* Work task:
From the records below, copy out exactly the lines from the one containing "outcome.into_result(&request.text)" to the one containing "use crate::citypulse::handlers::run_analysis;", both included. Add nothing else.

(Collected data)
------------------------------------------------

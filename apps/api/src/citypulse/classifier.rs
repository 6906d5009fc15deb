//! Classifier: asks the model for keywords and sentiment and decodes its reply.

use serde::de::Error as _;
use serde_json::Value;
use tracing::{debug, warn};

use crate::citypulse::fallback::{classifier_fallback, default_keywords, default_sentiment};
use crate::citypulse::models::Classification;
use crate::citypulse::pipeline::AnalysisOutcome;
use crate::citypulse::prompts::{ANALYSIS_PROMPT_TEMPLATE, ANALYST_SYSTEM, MAX_TOKENS, TEMPERATURE};
use crate::llm_client::{strip_json_fences, CompletionModel, CompletionRequest, LlmError};

/// Classifies an excerpt.
///
/// Undecodable or empty replies resolve to the classifier fallback. Transport and
/// API failures of the completion call are returned as errors for the caller to handle.
pub async fn classify(
    excerpt: &str,
    model: &dyn CompletionModel,
) -> Result<AnalysisOutcome, LlmError> {
    let prompt = ANALYSIS_PROMPT_TEMPLATE.replace("{content}", excerpt);
    let request = CompletionRequest {
        system: ANALYST_SYSTEM,
        prompt: &prompt,
        max_tokens: MAX_TOKENS,
        temperature: TEMPERATURE,
    };

    let reply = match model.complete(request).await {
        Ok(reply) => reply,
        Err(LlmError::EmptyContent) => {
            warn!("Model returned no content, using classifier fallback");
            return Ok(AnalysisOutcome::ClassifierFallback(classifier_fallback()));
        }
        Err(e) => return Err(e),
    };

    match decode_reply(&reply) {
        Ok(classification) => {
            debug!("Model reply decoded");
            Ok(AnalysisOutcome::Classified(classification))
        }
        Err(e) => {
            warn!("Model reply is not analysis JSON ({e}), using classifier fallback");
            Ok(AnalysisOutcome::ClassifierFallback(classifier_fallback()))
        }
    }
}

/// Decodes a raw model reply. The reply must be a JSON object; its `keywords`
/// and `sentiment` values are taken as they are, and a missing key takes its default.
fn decode_reply(reply: &str) -> Result<Classification, serde_json::Error> {
    let value: Value = serde_json::from_str(strip_json_fences(reply))?;
    let Value::Object(mut fields) = value else {
        return Err(serde_json::Error::custom("reply is not a JSON object"));
    };

    Ok(Classification {
        keywords: fields.remove("keywords").unwrap_or_else(default_keywords),
        sentiment: fields.remove("sentiment").unwrap_or_else(default_sentiment),
    })
}

#[cfg(test)]
mod tests {
    use super::*;
    use crate::citypulse::fallback::{CLASSIFIER_FALLBACK_KEYWORDS, CLASSIFIER_FALLBACK_MOOD};
    use async_trait::async_trait;
    use serde_json::json;
    use std::sync::Mutex;

    /// Replies with a fixed result and records the last prompt it saw.
    struct CannedModel {
        reply: fn() -> Result<String, LlmError>,
        seen: Mutex<Option<(String, String, u32, f32)>>,
    }

    impl CannedModel {
        fn new(reply: fn() -> Result<String, LlmError>) -> Self {
            Self {
                reply,
                seen: Mutex::new(None),
            }
        }
    }

    #[async_trait]
    impl CompletionModel for CannedModel {
        async fn complete(&self, request: CompletionRequest<'_>) -> Result<String, LlmError> {
            *self.seen.lock().unwrap() = Some((
                request.system.to_string(),
                request.prompt.to_string(),
                request.max_tokens,
                request.temperature,
            ));
            (self.reply)()
        }
    }

    const FULL_REPLY: &str = r#"{"keywords": ["traffic", "congestion"], "sentiment": {"positive": 10, "neutral": 20, "negative": 70, "community_mood": "Frustrated"}}"#;

    #[tokio::test]
    async fn test_well_formed_reply_is_passed_through() {
        let model = CannedModel::new(|| Ok(FULL_REPLY.to_string()));
        let outcome = classify("Traffic congestion is terrible here", &model)
            .await
            .unwrap();

        let AnalysisOutcome::Classified(classification) = outcome else {
            panic!("expected model classification");
        };
        assert_eq!(classification.keywords, json!(["traffic", "congestion"]));
        assert_eq!(classification.sentiment["community_mood"], "Frustrated");
        assert_eq!(classification.sentiment["negative"], 70);
    }

    #[tokio::test]
    async fn test_prompt_carries_excerpt_and_sampling_settings() {
        let model = CannedModel::new(|| Ok(FULL_REPLY.to_string()));
        classify("Bike lanes on Main Street", &model).await.unwrap();

        let (system, prompt, max_tokens, temperature) = model.seen.lock().unwrap().clone().unwrap();
        assert_eq!(system, ANALYST_SYSTEM);
        assert!(prompt.contains("Content: Bike lanes on Main Street"));
        assert!(prompt.contains(r#""keywords": array of 15-20"#));
        assert_eq!(max_tokens, 500);
        assert!((temperature - 0.3).abs() < f32::EPSILON);
    }

    #[tokio::test]
    async fn test_missing_fields_take_defaults() {
        let model = CannedModel::new(|| Ok(r#"{"summary": "n/a"}"#.to_string()));
        let outcome = classify("x", &model).await.unwrap();

        let AnalysisOutcome::Classified(classification) = outcome else {
            panic!("expected model classification");
        };
        assert_eq!(
            classification.keywords,
            json!(["traffic", "urban", "planning", "development"])
        );
        assert_eq!(classification.sentiment["community_mood"], "Mixed opinions");
        assert_eq!(classification.sentiment["neutral"], 40);
    }

    #[tokio::test]
    async fn test_non_json_reply_uses_classifier_fallback() {
        let model = CannedModel::new(|| Ok("Sure! Here are the keywords: traffic, parks".to_string()));
        let outcome = classify("x", &model).await.unwrap();

        let AnalysisOutcome::ClassifierFallback(classification) = outcome else {
            panic!("expected classifier fallback");
        };
        assert_eq!(classification.keywords, json!(CLASSIFIER_FALLBACK_KEYWORDS));
        assert_eq!(classification.sentiment["community_mood"], CLASSIFIER_FALLBACK_MOOD);
    }

    #[tokio::test]
    async fn test_json_array_reply_uses_classifier_fallback() {
        let model = CannedModel::new(|| Ok(r#"["traffic", "parks"]"#.to_string()));
        let outcome = classify("x", &model).await.unwrap();
        assert!(matches!(outcome, AnalysisOutcome::ClassifierFallback(_)));
    }

    #[tokio::test]
    async fn test_empty_content_uses_classifier_fallback() {
        let model = CannedModel::new(|| Err(LlmError::EmptyContent));
        let outcome = classify("x", &model).await.unwrap();
        assert!(matches!(outcome, AnalysisOutcome::ClassifierFallback(_)));
    }

    #[tokio::test]
    async fn test_api_failure_is_returned_to_caller() {
        let model = CannedModel::new(|| {
            Err(LlmError::Api {
                status: 401,
                message: "Incorrect API key provided".to_string(),
            })
        });
        let err = classify("x", &model).await.unwrap_err();
        assert!(err.to_string().contains("Incorrect API key provided"));
    }

    #[tokio::test]
    async fn test_missing_choices_is_returned_to_caller() {
        let model = CannedModel::new(|| Err(LlmError::NoChoices));
        let err = classify("x", &model).await.unwrap_err();
        assert!(matches!(err, LlmError::NoChoices));
    }

    #[test]
    fn test_fenced_reply_is_unwrapped() {
        let reply = format!("```json\n{FULL_REPLY}\n```");
        let classification = decode_reply(&reply).unwrap();
        assert_eq!(classification.keywords, json!(["traffic", "congestion"]));
    }

    #[test]
    fn test_string_percentages_are_echoed() {
        let reply = r#"{"keywords": ["traffic", "congestion"], "sentiment": {"positive": "10%", "neutral": "20%", "negative": "70%", "community_mood": "Frustrated"}}"#;
        let classification = decode_reply(reply).unwrap();
        assert_eq!(classification.keywords, json!(["traffic", "congestion"]));
        assert_eq!(classification.sentiment["positive"], "10%");
        assert_eq!(classification.sentiment["community_mood"], "Frustrated");
    }

    #[test]
    fn test_sentiment_without_mood_is_echoed() {
        let reply = r#"{"keywords": ["parks"], "sentiment": {"positive": 60, "neutral": 30, "negative": 10, "key_issues": [1, "shade"]}}"#;
        let classification = decode_reply(reply).unwrap();
        assert_eq!(classification.keywords, json!(["parks"]));
        assert_eq!(
            classification.sentiment,
            json!({"positive": 60, "neutral": 30, "negative": 10, "key_issues": [1, "shade"]})
        );
    }

    #[test]
    fn test_null_fields_are_echoed_not_defaulted() {
        let classification = decode_reply(r#"{"keywords": null, "sentiment": null}"#).unwrap();
        assert!(classification.keywords.is_null());
        assert!(classification.sentiment.is_null());
    }

    #[test]
    fn test_unnormalized_percentages_are_kept() {
        let reply = r#"{"keywords": [], "sentiment": {"positive": 80, "neutral": 80, "negative": 80, "community_mood": "Loud"}}"#;
        let classification = decode_reply(reply).unwrap();
        assert_eq!(classification.keywords, json!([]));
        assert_eq!(classification.sentiment["positive"], 80);
    }
}
use std::sync::Arc;

use crate::citypulse::fetcher::PageFetcher;
use crate::llm_client::CompletionModel;

/// Shared application state injected into all route handlers via Axum extractors.
///
/// Holds only immutable collaborators; no request writes to it.
#[derive(Clone)]
pub struct AppState {
    /// Page source for CityPulse. Default: `HttpPageFetcher`.
    pub fetcher: Arc<dyn PageFetcher>,
    /// Completion model for CityPulse. Default: `LlmClient`.
    pub llm: Arc<dyn CompletionModel>,
}
//! Axum route handlers for CityPulse.

use axum::{extract::State, Json};

use crate::citypulse::models::{AnalysisRequest, AnalysisResult};
use crate::citypulse::pipeline::analyze_url;
use crate::errors::AppJson;
use crate::state::AppState;

/// POST /citypulse
///
/// Analyzes the page at `text`. Always answers 200; degraded results say so in `message`.
pub async fn handle_analyze(
    State(state): State<AppState>,
    AppJson(request): AppJson<AnalysisRequest>,
) -> Json<AnalysisResult> {
    Json(run_analysis(&state, &request).await)
}

pub async fn run_analysis(state: &AppState, request: &AnalysisRequest) -> AnalysisResult {
    let outcome = analyze_url(&request.text, state.fetcher.as_ref(), state.llm.as_ref()).await;
    outcome.into_result(&request.text)
}
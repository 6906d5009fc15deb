// CityPulse: website sentiment and keyword analysis.
// All LLM calls go through llm_client; page fetching goes through the PageFetcher trait.

pub mod classifier;
pub mod extractor;
pub mod fallback;
pub mod fetcher;
pub mod handlers;
pub mod models;
pub mod pipeline;
pub mod prompts;
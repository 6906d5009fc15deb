//! GET /test/*: run each tool once on a built-in sample request.

use axum::{extract::State, Json};
use serde::Serialize;

use crate::citypulse::handlers::run_analysis;
use crate::citypulse::models::{AnalysisRequest, AnalysisResult};
use crate::planit::handlers::run_generate;
use crate::planit::models::{SceneRequest, StreetScene};
use crate::state::AppState;
use crate::zoner::answers::{answer_query, load_document};
use crate::zoner::models::{LoadDocumentRequest, LoadedDocument, QueryAnswer, QueryRequest};

pub const SAMPLE_FORUM_URL: &str = "https://example-city-forum.com/complaints";

#[derive(Debug, Serialize)]
pub struct ZonerSample {
    pub load_test: LoadedDocument,
    pub query_test: QueryAnswer,
}

/// GET /test/citypulse
pub async fn citypulse_sample(State(state): State<AppState>) -> Json<AnalysisResult> {
    let request = AnalysisRequest {
        text: SAMPLE_FORUM_URL.to_string(),
        budget: 500_000.0,
    };
    Json(run_analysis(&state, &request).await)
}

/// GET /test/zoner
pub async fn zoner_sample() -> Json<ZonerSample> {
    let load = LoadDocumentRequest {
        document_type: "Zoning By-law".to_string(),
        document_info: "City of Toronto Zoning Bylaw 569-2013".to_string(),
        upload_path: "sample-bylaw.pdf".to_string(),
    };
    let query = QueryRequest {
        query: "What are the height restrictions for residential buildings?".to_string(),
        document_type: "Zoning By-law".to_string(),
        document_info: String::new(),
    };

    let mut rng = rand::thread_rng();
    Json(ZonerSample {
        load_test: load_document(&load, &mut rng),
        query_test: answer_query(&query, &mut rng),
    })
}

/// GET /test/planit
pub async fn planit_sample() -> Json<StreetScene> {
    let request = SceneRequest {
        city: "Singapore".to_string(),
        street: "Orchard Road".to_string(),
        version: "1.0".to_string(),
        mode: "Pedestrian".to_string(),
        notes: "Testing AR street view generation".to_string(),
    };
    Json(run_generate(&request))
}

------------------------------------------------

* Written solution:
    outcome.into_result(&request.text)
}
repository 6906d5009fc15deb
// CityPulse: website sentiment and keyword analysis.
// All LLM calls go through llm_client; page fetching goes through the PageFetcher trait.

pub mod classifier;
pub mod extractor;
pub mod fallback;
pub mod fetcher;
pub mod handlers;
pub mod models;
pub mod pipeline;
pub mod prompts;
repository 6906d5009fc15deb
//! GET /test/*: run each tool once on a built-in sample request.

use axum::{extract::State, Json};
use serde::Serialize;

use crate::citypulse::handlers::run_analysis;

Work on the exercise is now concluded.